Llegué a Sempiterno, la repostería de mi madre. Últimamente iba muy seguido, pero en esa ocasión fue por hacerle un favor a mi primo Yaxiel, quien no estaría para la hora del cierre, debido a que estaba en una cita. Y mi progenitora estaba realizando una entrega importante.

—Oh, hola, Álex —saludó Chloe, la cajera, con una sonrisa amable.

Ni siquiera tenía que quitarme el casco para que supiera que era yo, siempre lo llevaba en la cabeza.

—Aquí está el dinero del corte y esta es la hoja total de todas las ventas de ambos —se refería tanto a la repostería como a la librería que se encontraba en la parte superior—. Ya está todo firmado por mí.

—Gracias, Chloe, puedes retirarte, yo me encargo del cierre.

—¿Estás seguro? Digo, no me supone ningún problema esperarte... —parecía preocupada.

—Estaré bien, anda, ve a descansar —le aseguré.

Ella abrió la boca para mencionar algo más, pero yo ya me había dado la media vuelta para ir hacia la oficina de mi madre a dejar el sobre con el dinero y la hoja del corte en la caja fuerte. Solo quería terminar con eso e irme a casa. Había tenido un duro entrenamiento y necesitaba con urgencia una ducha y la comodidad de mi cama. Al menos eso pensaba hasta que salí y vi la larga cabellera de una mujer dentro de la repostería.

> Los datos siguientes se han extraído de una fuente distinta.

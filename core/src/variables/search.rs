//! Syntactic search for variable occurrences.
//!
//! Works on char slices so that every offset it returns is a UTF-32 column
//! relative to the searched text.

/// One `${name}`-style occurrence, with optional `[item]` accessors.
#[derive(Debug, Clone, PartialEq, Eq)]
pub struct VariableMatch {
    pub start: usize,
    pub end: usize,
    pub identifier: char,
    /// Text between the braces, unmodified.
    pub base: String,
    pub items: Vec<String>,
}

impl VariableMatch {
    /// `${base}` without item access.
    pub fn name(&self) -> String {
        format!("{}{{{}}}", self.identifier, self.base)
    }

    pub fn is_environment(&self) -> bool {
        self.identifier == '%'
    }

    /// For `%{NAME=default}` returns `("NAME", Some("default"))`.
    pub fn environment_parts(&self) -> (&str, Option<&str>) {
        match self.base.split_once('=') {
            Some((name, default)) => (name, Some(default)),
            None => (self.base.as_str(), None),
        }
    }
}

fn is_identifier(c: char) -> bool {
    matches!(c, '$' | '@' | '&' | '%')
}

fn is_escaped(chars: &[char], idx: usize) -> bool {
    let mut backslashes = 0;
    let mut i = idx;
    while i > 0 && chars[i - 1] == '\\' {
        backslashes += 1;
        i -= 1;
    }
    backslashes % 2 == 1
}

/// Index of the brace that closes the one at `open`, honouring nesting.
fn find_closing(chars: &[char], open: usize, open_ch: char, close_ch: char) -> Option<usize> {
    let mut depth = 0usize;
    let mut i = open;
    while i < chars.len() {
        let c = chars[i];
        if c == open_ch && !is_escaped(chars, i) {
            depth += 1;
        } else if c == close_ch && !is_escaped(chars, i) {
            depth -= 1;
            if depth == 0 {
                return Some(i);
            }
        }
        i += 1;
    }
    None
}

/// Find the first complete variable occurrence in `chars`.
pub fn search_variable(chars: &[char]) -> Option<VariableMatch> {
    let mut i = 0usize;
    while i + 1 < chars.len() {
        let c = chars[i];
        if is_identifier(c) && chars[i + 1] == '{' && !is_escaped(chars, i) {
            if let Some(close) = find_closing(chars, i + 1, '{', '}') {
                let base: String = chars[i + 2..close].iter().collect();
                let mut end = close + 1;
                let mut items = Vec::new();
                if c != '%' {
                    while end < chars.len() && chars[end] == '[' {
                        match find_closing(chars, end, '[', ']') {
                            Some(item_close) => {
                                items.push(chars[end + 1..item_close].iter().collect());
                                end = item_close + 1;
                            }
                            None => break,
                        }
                    }
                }
                return Some(VariableMatch {
                    start: i,
                    end,
                    identifier: c,
                    base,
                    items,
                });
            }
            // Unclosed: nothing further in the text can be a variable that
            // starts here, keep scanning after it.
        }
        i += 1;
    }
    None
}

/// Every occurrence in `text`, with offsets relative to `text`.
pub fn find_variables(text: &str) -> Vec<VariableMatch> {
    let chars: Vec<char> = text.chars().collect();
    let mut out = Vec::new();
    let mut offset = 0usize;
    while let Some(mut m) = search_variable(&chars[offset..]) {
        m.start += offset;
        m.end += offset;
        offset = m.end;
        out.push(m);
    }
    out
}

/// Whether the whole string is exactly one variable.
pub fn is_variable(text: &str) -> bool {
    let chars: Vec<char> = text.chars().collect();
    matches!(search_variable(&chars), Some(m) if m.start == 0 && m.end == chars.len())
}

pub fn is_scalar_variable(text: &str) -> bool {
    text.starts_with('$') && is_variable(text)
}

/// Strip the optional trailing `=` (and the space before it) of an assignment target.
pub fn strip_assign_mark(text: &str) -> &str {
    match text.strip_suffix('=') {
        Some(rest) => rest.trim_end(),
        None => text,
    }
}

/// Assignment targets are `${x}`, `@{x}`, `&{x}` optionally followed by `=`.
/// Item assignment (`${x}[key]=`) is accepted for scalars.
pub fn is_assign(text: &str, allow_items: bool) -> bool {
    let stripped = strip_assign_mark(text);
    let chars: Vec<char> = stripped.chars().collect();
    match search_variable(&chars) {
        Some(m) if m.start == 0 && m.end == chars.len() => {
            if m.identifier == '%' || m.base.trim().is_empty() {
                return false;
            }
            m.items.is_empty() || (allow_items && m.identifier == '$')
        }
        _ => false,
    }
}

/// Split text like `${a} and ${b}` into literal and variable fragments.
/// Literal fragments are returned with `None`, occurrences with `Some`.
pub fn split_variables(text: &str) -> Vec<(String, Option<VariableMatch>)> {
    let chars: Vec<char> = text.chars().collect();
    let mut out = Vec::new();
    let mut last = 0usize;
    for m in find_variables(text) {
        if m.start > last {
            out.push((chars[last..m.start].iter().collect(), None));
        }
        out.push((chars[m.start..m.end].iter().collect(), Some(m.clone())));
        last = m.end;
    }
    if last < chars.len() {
        out.push((chars[last..].iter().collect(), None));
    }
    out
}
use robotls_core::library::{KeywordDoc, StdLibrary};

use crate::{keywords_from_table, KeywordSpec};

const NAME: &str = "OperatingSystem";

const KEYWORDS: &[KeywordSpec] = &[
    ("Append To Environment Variable", &["name", "*values", "separator=os.pathsep"], "Appends given values to environment variable name."),
    ("Append To File", &["path", "content", "encoding=UTF-8"], "Appends the given content to the specified file."),
    ("Copy Directory", &["source", "destination"], "Copies the source directory into the destination."),
    ("Copy File", &["source", "destination"], "Copies the source file into the destination."),
    ("Copy Files", &["*sources_and_destination"], "Copies specified files to the target directory."),
    ("Count Directories In Directory", &["path", "pattern=None"], "Wrapper for Count Items In Directory returning only directory count."),
    ("Count Files In Directory", &["path", "pattern=None"], "Wrapper for Count Items In Directory returning only file count."),
    ("Count Items In Directory", &["path", "pattern=None"], "Returns and logs the number of all items in the given directory."),
    ("Create Binary File", &["path", "content"], "Creates a binary file with the given content."),
    ("Create Directory", &["path"], "Creates the specified directory."),
    ("Create File", &["path", "content=", "encoding=UTF-8"], "Creates a file with the given content and encoding."),
    ("Directory Should Be Empty", &["path", "msg=None"], "Fails unless the specified directory is empty."),
    ("Directory Should Exist", &["path", "msg=None"], "Fails unless the given path points to an existing directory."),
    ("Directory Should Not Be Empty", &["path", "msg=None"], "Fails if the specified directory is empty."),
    ("Directory Should Not Exist", &["path", "msg=None"], "Fails if the given path points to an existing file."),
    ("Empty Directory", &["path"], "Deletes all the content from the given directory."),
    ("Environment Variable Should Be Set", &["name", "msg=None"], "Fails if the specified environment variable is not set."),
    ("Environment Variable Should Not Be Set", &["name", "msg=None"], "Fails if the specified environment variable is set."),
    ("File Should Be Empty", &["path", "msg=None"], "Fails unless the specified file is empty."),
    ("File Should Exist", &["path", "msg=None"], "Fails unless the given path points to an existing file."),
    ("File Should Not Be Empty", &["path", "msg=None"], "Fails if the specified file is empty."),
    ("File Should Not Exist", &["path", "msg=None"], "Fails if the given path points to an existing file."),
    ("Get Binary File", &["path"], "Returns the contents of a specified file."),
    ("Get Environment Variable", &["name", "default=None"], "Returns the value of an environment variable with the given name."),
    ("Get Environment Variables", &[], "Returns currently available environment variables as a dictionary."),
    ("Get File", &["path", "encoding=UTF-8", "encoding_errors=strict"], "Returns the contents of a specified file."),
    ("Get File Size", &["path"], "Returns and logs file size as an integer in bytes."),
    ("Get Modified Time", &["path", "format=timestamp"], "Returns the last modification time of a file or directory."),
    ("Grep File", &["path", "pattern", "encoding=UTF-8", "encoding_errors=strict", "regexp=False"], "Returns the lines of the specified file that match the pattern."),
    ("Join Path", &["base", "*parts"], "Joins the given path part(s) to the given base path."),
    ("Join Paths", &["base", "*paths"], "Joins given paths with base and returns resulted paths."),
    ("List Directories In Directory", &["path", "pattern=None", "absolute=False"], "Wrapper for List Directory that returns only directories."),
    ("List Directory", &["path", "pattern=None", "absolute=False"], "Returns and logs items in a directory, optionally filtered with pattern."),
    ("List Files In Directory", &["path", "pattern=None", "absolute=False"], "Wrapper for List Directory that returns only files."),
    ("Log Environment Variables", &["level=INFO"], "Logs all environment variables using the given log level."),
    ("Log File", &["path", "encoding=UTF-8", "encoding_errors=strict"], "Wrapper for Get File that also logs the returned file."),
    ("Move Directory", &["source", "destination"], "Moves the source directory into a destination."),
    ("Move File", &["source", "destination"], "Moves the source file into the destination."),
    ("Move Files", &["*sources_and_destination"], "Moves specified files to the target directory."),
    ("Normalize Path", &["path", "case_normalize=False"], "Normalizes the given path."),
    ("Remove Directory", &["path", "recursive=False"], "Removes the directory pointed to by the given path."),
    ("Remove Environment Variable", &["*names"], "Deletes the specified environment variable."),
    ("Remove File", &["path"], "Removes a file with the given path."),
    ("Remove Files", &["*paths"], "Uses Remove File to remove multiple files one-by-one."),
    ("Run", &["command"], "*DEPRECATED* Use the Process library instead."),
    ("Run And Return Rc", &["command"], "*DEPRECATED* Use the Process library instead."),
    ("Run And Return Rc And Output", &["command"], "*DEPRECATED* Use the Process library instead."),
    ("Set Environment Variable", &["name", "value"], "Sets an environment variable to a specified value."),
    ("Set Modified Time", &["path", "mtime"], "Sets the file modification and access times."),
    ("Should Exist", &["path", "msg=None"], "Fails unless the given path (file or directory) exists."),
    ("Should Not Exist", &["path", "msg=None"], "Fails if the given path (file or directory) exists."),
    ("Split Extension", &["path"], "Splits the extension from the given path."),
    ("Split Path", &["path"], "Splits the given path from the last path separator."),
    ("Touch", &["path"], "Emulates the UNIX touch command."),
    ("Wait Until Created", &["path", "timeout=1 minute"], "Waits until the given file or directory is created."),
    ("Wait Until Removed", &["path", "timeout=1 minute"], "Waits until the given file or directory is removed."),
];

/// `OperatingSystem`: files, directories and environment variables.
#[derive(Debug)]
pub struct OperatingSystemLibrary {
    keywords: Vec<KeywordDoc>,
}

impl Default for OperatingSystemLibrary {
    fn default() -> Self {
        Self::new()
    }
}

impl OperatingSystemLibrary {
    pub fn new() -> Self {
        Self {
            keywords: keywords_from_table(NAME, KEYWORDS),
        }
    }
}

impl StdLibrary for OperatingSystemLibrary {
    fn name(&self) -> &str {
        NAME
    }

    fn description(&self) -> &str {
        "A library providing keywords for operating system related tasks."
    }

    fn keywords(&self) -> Vec<KeywordDoc> {
        self.keywords.clone()
    }
}
use std::path::Path;
use std::sync::Arc;

use indexmap::IndexMap;

use crate::diagnostics::{Diagnostic, Location};
use crate::library::KeywordDoc;
use crate::namespace::EntryRef;
use crate::token::{Position, Range};
use crate::variables::VariableDefinition;

/// A named parameter of a keyword, referenced as `name=value`.
#[derive(Debug, Clone, PartialEq, Eq, Hash)]
pub struct ArgumentRef {
    pub keyword: Arc<KeywordDoc>,
    pub name: String,
}

/// Everything one analysis pass found. Immutable once returned.
#[derive(Debug, Clone, Default)]
pub struct AnalysisResult {
    pub diagnostics: Vec<Diagnostic>,
    /// Call sites per keyword, in document order.
    pub keyword_references: IndexMap<Arc<KeywordDoc>, Vec<Location>>,
    /// Read sites per variable definition.
    pub variable_references: IndexMap<Arc<VariableDefinition>, Vec<Location>>,
    /// Assignment sites of block-local variables.
    pub local_variable_assignments: IndexMap<Arc<VariableDefinition>, Vec<Location>>,
    /// Import names and `Owner.` prefixes per imported entry.
    pub namespace_references: IndexMap<EntryRef, Vec<Location>>,
    pub argument_references: IndexMap<ArgumentRef, Vec<Location>>,
}

fn find_at<'a, K>(
    map: &'a IndexMap<K, Vec<Location>>,
    source: &Path,
    position: Position,
) -> Option<(&'a K, Range)> {
    map.iter().find_map(|(key, locations)| {
        locations
            .iter()
            .find(|l| l.source == source && l.range.contains(position))
            .map(|l| (key, l.range))
    })
}

impl AnalysisResult {
    /// Keyword called at `position`, with the range of the call name.
    pub fn keyword_at(&self, source: &Path, position: Position) -> Option<(Arc<KeywordDoc>, Range)> {
        find_at(&self.keyword_references, source, position).map(|(k, r)| (k.clone(), r))
    }

    /// Variable read or assigned at `position`.
    pub fn variable_at(&self, source: &Path, position: Position) -> Option<(Arc<VariableDefinition>, Range)> {
        find_at(&self.variable_references, source, position)
            .or_else(|| find_at(&self.local_variable_assignments, source, position))
            .map(|(v, r)| (v.clone(), r))
    }

    pub fn namespace_at(&self, source: &Path, position: Position) -> Option<(EntryRef, Range)> {
        find_at(&self.namespace_references, source, position).map(|(e, r)| (e.clone(), r))
    }

    pub fn argument_at(&self, source: &Path, position: Position) -> Option<(ArgumentRef, Range)> {
        find_at(&self.argument_references, source, position).map(|(a, r)| (a.clone(), r))
    }

    pub fn keyword_references_of(&self, keyword: &KeywordDoc) -> &[Location] {
        self.keyword_references
            .get(keyword)
            .map(Vec::as_slice)
            .unwrap_or_default()
    }

    pub fn variable_references_of(&self, variable: &VariableDefinition) -> &[Location] {
        self.variable_references
            .get(variable)
            .map(Vec::as_slice)
            .unwrap_or_default()
    }
}
impl DiagnosticsScheduler {
    pub(crate) fn new(analysis: Arc<Analysis>, sink: Arc<dyn DiagnosticsSink>, settings: SchedulerSettings) -> Self {
        Self {
            analysis,
            sink,
            settings: RwLock::new(settings),
            limiter: Mutex::new(Arc::new(Semaphore::new(2))),
            permits: AtomicU64::new(2),
            tasks: DashMap::new(),
            next_task: AtomicU64::new(0),
            analysed: DashMap::new(),
            forced: DashSet::new(),
            publish_lock: AsyncMutex::new(()),
            wake: Notify::new(),
            refresh_pending: AtomicBool::new(false),
            stopped: CancellationToken::new(),
        }
    }

    pub(crate) fn settings(&self) -> SchedulerSettings {
        self.settings.read().unwrap_or_else(PoisonError::into_inner).clone()
    }

    pub(crate) fn update_settings(&self, update: impl FnOnce(&mut SchedulerSettings)) {
        let mut guard = self.settings.write().unwrap_or_else(PoisonError::into_inner);
        update(&mut guard);
    }

    pub(crate) fn configure(&self, config: &ServerConfig) {
        self.update_settings(|s| {
            s.mode = config.diagnostic_mode;
            s.progress = config.progress_mode;
        });
        let permits = config.max_concurrent.max(1) as u64;
        if self.permits.swap(permits, Ordering::SeqCst) != permits {
            *self.limiter.lock().unwrap_or_else(PoisonError::into_inner) = Arc::new(Semaphore::new(permits as usize));
            debug!("diagnostics limited to {} concurrent analyses", permits);
        }
        self.wake.notify_one();
    }

    fn limiter(&self) -> Arc<Semaphore> {
        self.limiter.lock().unwrap_or_else(PoisonError::into_inner).clone()
    }

    /// Start the workspace loop and the import change listener.
    pub(crate) fn start(self: &Arc<Self>) {
        let this = self.clone();
        tokio::spawn(async move { this.workspace_loop().await });
        let this = self.clone();
        let events = self.analysis.manager().subscribe();
        tokio::spawn(async move { this.watch_imports(events).await });
        let this = self.clone();
        let edits = self.analysis.documents().subscribe();
        tokio::spawn(async move { this.watch_documents(edits).await });
    }

    pub(crate) fn stop(&self) {
        self.stopped.cancel();
        for task in self.tasks.iter() {
            task.cancel.cancel();
        }
        self.tasks.clear();
        self.wake.notify_waiters();
    }

    /// Register a new task for `uri`, cancelling the one in flight.
    fn begin_task(&self, uri: &Url) -> (u64, CancellationToken) {
        let cancel = CancellationToken::new();
        let id = self.next_task.fetch_add(1, Ordering::Relaxed);
        let task = DocumentTask {
            id,
            cancel: cancel.clone(),
        };
        if let Some(previous) = self.tasks.insert(uri.clone(), task) {
            previous.cancel.cancel();
            debug!("cancelled diagnostics task {} of {}", previous.id, uri);
        }
        (id, cancel)
    }

    fn end_task(&self, uri: &Url, id: u64) {
        self.tasks.remove_if(uri, |_, task| task.id == id);
    }

    /// Analyse `uri` after the debounce delay and publish the result.
    pub(crate) fn schedule(self: &Arc<Self>, uri: Url, debounce: bool) {
        let settings = self.settings();
        if settings.mode == DiagnosticsMode::Off || self.stopped.is_cancelled() {
            return;
        }
        let (id, cancel) = self.begin_task(&uri);
        let delay = if debounce { settings.debounce } else { Duration::ZERO };
        let this = self.clone();
        tokio::spawn(async move {
            if !delay.is_zero() {
                sleep(delay).await;
            }
            this.run_task(uri, id, cancel).await;
        });
    }

    async fn compute(&self, uri: &Url, cancel: &CancellationToken) -> Result<Option<DocumentDiagnostics>, Cancelled> {
        cancel.check()?;
        let limiter = self.limiter();
        let Ok(_permit) = limiter.acquire_owned().await else {
            return Err(Cancelled);
        };
        cancel.check()?;
        let analysis = self.analysis.clone();
        let task_uri = uri.clone();
        let task_cancel = cancel.clone();
        match task::spawn_blocking(move || analysis.diagnostics(&task_uri, &task_cancel)).await {
            Ok(result) => result,
            Err(err) => {
                warn!("diagnostics of {} failed: {}", uri, err);
                Ok(None)
            }
        }
    }

    async fn run_task(&self, uri: Url, id: u64, cancel: CancellationToken) {
        let report = match self.compute(&uri, &cancel).await {
            Ok(Some(report)) => report,
            Ok(None) => {
                self.end_task(&uri, id);
                return;
            }
            Err(Cancelled) => {
                debug!("diagnostics task {} of {} cancelled", id, uri);
                return;
            }
        };
        self.publish(&uri, id, &cancel, report).await;
    }

    /// Publish unless the task was cancelled or the text moved on meanwhile.
    async fn publish(&self, uri: &Url, id: u64, cancel: &CancellationToken, report: DocumentDiagnostics) -> bool {
        let _guard = self.publish_lock.lock().await;
        if cancel.is_cancelled() {
            return false;
        }
        self.end_task(uri, id);
        if self.analysis.documents().revision(uri) != Some(report.revision) {
            debug!("dropping diagnostics of {} for outdated revision {}", uri, report.revision);
            return false;
        }
        self.analysed.insert(uri.clone(), report.revision);
        self.sink.publish(uri.clone(), report.version, report.items).await;
        true
    }

    /// Forget a closed document; its diagnostics are cleared unless the
    /// workspace is analysed as a whole.
    pub(crate) async fn close(&self, uri: &Url) {
        if let Some((_, task)) = self.tasks.remove(uri) {
            task.cancel.cancel();
        }
        if self.settings().mode == DiagnosticsMode::Workspace && self.analysis.documents().contains(uri) {
            self.forced.insert(uri.clone());
            self.wake.notify_one();
            return;
        }
        self.analysed.remove(uri);
        let _guard = self.publish_lock.lock().await;
        self.sink.publish(uri.clone(), None, Vec::new()).await;
    }

    /// Diagnostics for a `textDocument/diagnostic` request, computed now.
    pub(crate) async fn pull(&self, uri: &Url) -> Result<Option<DocumentDiagnostics>, Cancelled> {
        if !self.analysis.documents().contains(uri) {
            return Ok(None);
        }
        let (id, cancel) = self.begin_task(uri);
        let report = self.compute(uri, &cancel).await;
        self.end_task(uri, id);
        if let Ok(Some(report)) = &report {
            self.analysed.insert(uri.clone(), report.revision);
        }
        report
    }

    /// Debounced `workspace/diagnostic/refresh`.
    pub(crate) fn refresh(self: &Arc<Self>) {
        if !self.settings().refresh_supported || self.refresh_pending.swap(true, Ordering::SeqCst) {
            return;
        }
        let this = self.clone();
        tokio::spawn(async move {
            sleep(REFRESH_DEBOUNCE).await;
            this.refresh_pending.store(false, Ordering::SeqCst);
            this.sink.refresh().await;
        });
    }

    pub(crate) fn force_refresh_all(self: &Arc<Self>) {
        self.analysed.clear();
        let documents = self.analysis.documents();
        for uri in documents.uris() {
            self.forced.insert(uri.clone());
            if documents.is_open(&uri) && !self.settings().pull_supported {
                self.schedule(uri, true);
            }
        }
        self.wake.notify_one();
        self.refresh();
    }

    pub(crate) fn force_refresh_document(self: &Arc<Self>, uri: &Url) {
        self.forced.insert(uri.clone());
        self.wake.notify_one();
        if self.analysis.documents().is_open(uri) {
            if self.settings().pull_supported {
                self.refresh();
            } else {
                self.schedule(uri.clone(), true);
            }
        }
    }

    /// Closed documents that changed since their last analysis.
    fn pending_workspace_documents(&self) -> Vec<Url> {
        if self.settings().mode != DiagnosticsMode::Workspace {
            return Vec::new();
        }
        self.analysis
            .documents()
            .closed_documents()
            .into_iter()
            .filter(|(uri, revision)| {
                self.forced.contains(uri) || self.analysed.get(uri).map(|r| *r) != Some(*revision)
            })
            .map(|(uri, _)| uri)
            .collect()
    }

    async fn workspace_loop(self: Arc<Self>) {
        debug!("workspace diagnostics loop started");
        while !self.stopped.is_cancelled() {
            let pending = self.pending_workspace_documents();
            if pending.is_empty() {
                tokio::select! {
                    _ = self.wake.notified() => {}
                    _ = sleep(IDLE_TICK) => {}
                }
                continue;
            }
            self.analyse_workspace(pending).await;
        }
        debug!("workspace diagnostics loop stopped");
    }

    async fn analyse_workspace(&self, pending: Vec<Url>) {
        let progress = self.settings().progress;
        let token = NumberOrString::String(WORKSPACE_PROGRESS_TOKEN.to_string());
        let reporting = progress != ProgressMode::Off && self.sink.create_progress(&token).await;
        if reporting {
            self.sink
                .progress(
                    &token,
                    WorkDoneProgress::Begin(WorkDoneProgressBegin {
                        title: "Analysing workspace".to_string(),
                        cancellable: Some(false),
                        message: None,
                        percentage: Some(0),
                    }),
                )
                .await;
        }
        let root = self.analysis.manager().config().working_dir;
        let total = pending.len();
        for (index, uri) in pending.into_iter().enumerate() {
            if self.stopped.is_cancelled() || self.settings().mode != DiagnosticsMode::Workspace {
                break;
            }
            self.forced.remove(&uri);
            if self.analysis.documents().is_open(&uri) {
                continue;
            }
            if reporting {
                let message = match progress {
                    ProgressMode::Detailed => {
                        let path = uri_to_path(&uri);
                        Some(path.strip_prefix(&root).unwrap_or(&path).display().to_string())
                    }
                    _ => Some(format!("{}/{}", index + 1, total)),
                };
                self.sink
                    .progress(
                        &token,
                        WorkDoneProgress::Report(WorkDoneProgressReport {
                            cancellable: Some(false),
                            message,
                            percentage: Some((index * 100 / total.max(1)) as u32),
                        }),
                    )
                    .await;
            }
            let (id, cancel) = self.begin_task(&uri);
            match self.compute(&uri, &cancel).await {
                Ok(Some(report)) if !report.opened => {
                    self.publish(&uri, id, &cancel, report).await;
                }
                Ok(_) => self.end_task(&uri, id),
                Err(Cancelled) => debug!("workspace diagnostics of {} cancelled", uri),
            }
            task::yield_now().await;
        }
        if reporting {
            self.sink
                .progress(
                    &token,
                    WorkDoneProgress::End(WorkDoneProgressEnd {
                        message: Some(format!("{} documents analysed", total)),
                    }),
                )
                .await;
        }
    }

    /// Wake the workspace loop whenever a document's text changes.
    async fn watch_documents(self: Arc<Self>, mut edits: broadcast::Receiver<Url>) {
        loop {
            match edits.recv().await {
                Ok(_) | Err(broadcast::error::RecvError::Lagged(_)) => {}
                Err(broadcast::error::RecvError::Closed) => break,
            }
            if self.stopped.is_cancelled() {
                break;
            }
            self.wake.notify_one();
        }
    }

    /// Rebuild the namespaces that reached a doc the imports manager dropped.
    async fn watch_imports(self: Arc<Self>, mut events: broadcast::Receiver<ImportsEvent>) {
        loop {
            let docs = match events.recv().await {
                Ok(ImportsEvent::LibrariesChanged(docs))
                | Ok(ImportsEvent::ResourcesChanged(docs))
                | Ok(ImportsEvent::VariablesChanged(docs)) => docs,
                Err(broadcast::error::RecvError::Lagged(skipped)) => {
                    warn!("missed {} import change events, rebuilding every namespace", skipped);
                    self.analysis.documents().invalidate_all();
                    self.force_refresh_all();
                    continue;
                }
                Err(broadcast::error::RecvError::Closed) => break,
            };
            if self.stopped.is_cancelled() {
                break;
            }
            let invalidated = self.analysis.invalidate_dependents(&docs);
            debug!("{} changed docs invalidated {} namespaces", docs.len(), invalidated.len());
            for uri in invalidated {
                self.force_refresh_document(&uri);
            }
        }
    }
}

—Está cerrado —anuncié con voz fuerte y firme para que me escuchara.

Cuando la mujer se giró hacia el sonido de mi voz, el tiempo pareció detenerse. Era ella, Jul, la chica del barco. Mierda. ¿Qué probabilidades había de encontrarte con la misma persona en más de una ocasión, en una ciudad tan grande como Nueva York? ¿Una en un millón? Si era así, ella era esa posibilidad. Por más veces que intentara alejarme de ella, la vida parecía empeñada en cruzarnos de nuevo.

—Oh, lo lamento —se ruborizó—. La puerta estaba abierta, vi luz adentro y pensé que... da igual —murmuró algo, pero no se movió.

«Pídele que se vaya».

«Vamos, Álex, hazlo».

«Pero ¿qué haces? ¡Ni se te ocurra!».

—¿Qué se te ofrecía? —dije en cambio, sin saber siquiera lo que estaba haciendo.

«Desafiando tu propio autocontrol, eso estás haciendo».

Lo único que pensé en ese momento era que probablemente sería la única vez que volveríamos a estar así de cerca. Y, aunque ella no me reconociera bajo el casco, me bastaba con intercambiar unas palabras con ella.

La vi mirar hacia los refrigeradores de las tartas de queso. Sin esperar a que me lo pidiera, caminé hacia allí, tomé una y se la entregué en las manos, evitando cualquier contacto físico. Quería que se fuera: no quería poner más a prueba a mi autocontrol. Sin embargo, sus ojos me observaban con una curiosidad intensa, como si pudiera ver los míos a través del lente del casco.

—Y... ¿cuánto es? —murmuró sin apartar la mirada de mí.

«Ni se te ocurra decirle que gratis. ¡La vas a espantar! Actúa normal».

—Hmm, ¿cinco dólares? —respondí, intentando sonar lo más normal posible, aunque mi corazón latía a la velocidad de la luz.

«Mejor nadota».Susurró mi conciencia con ironía.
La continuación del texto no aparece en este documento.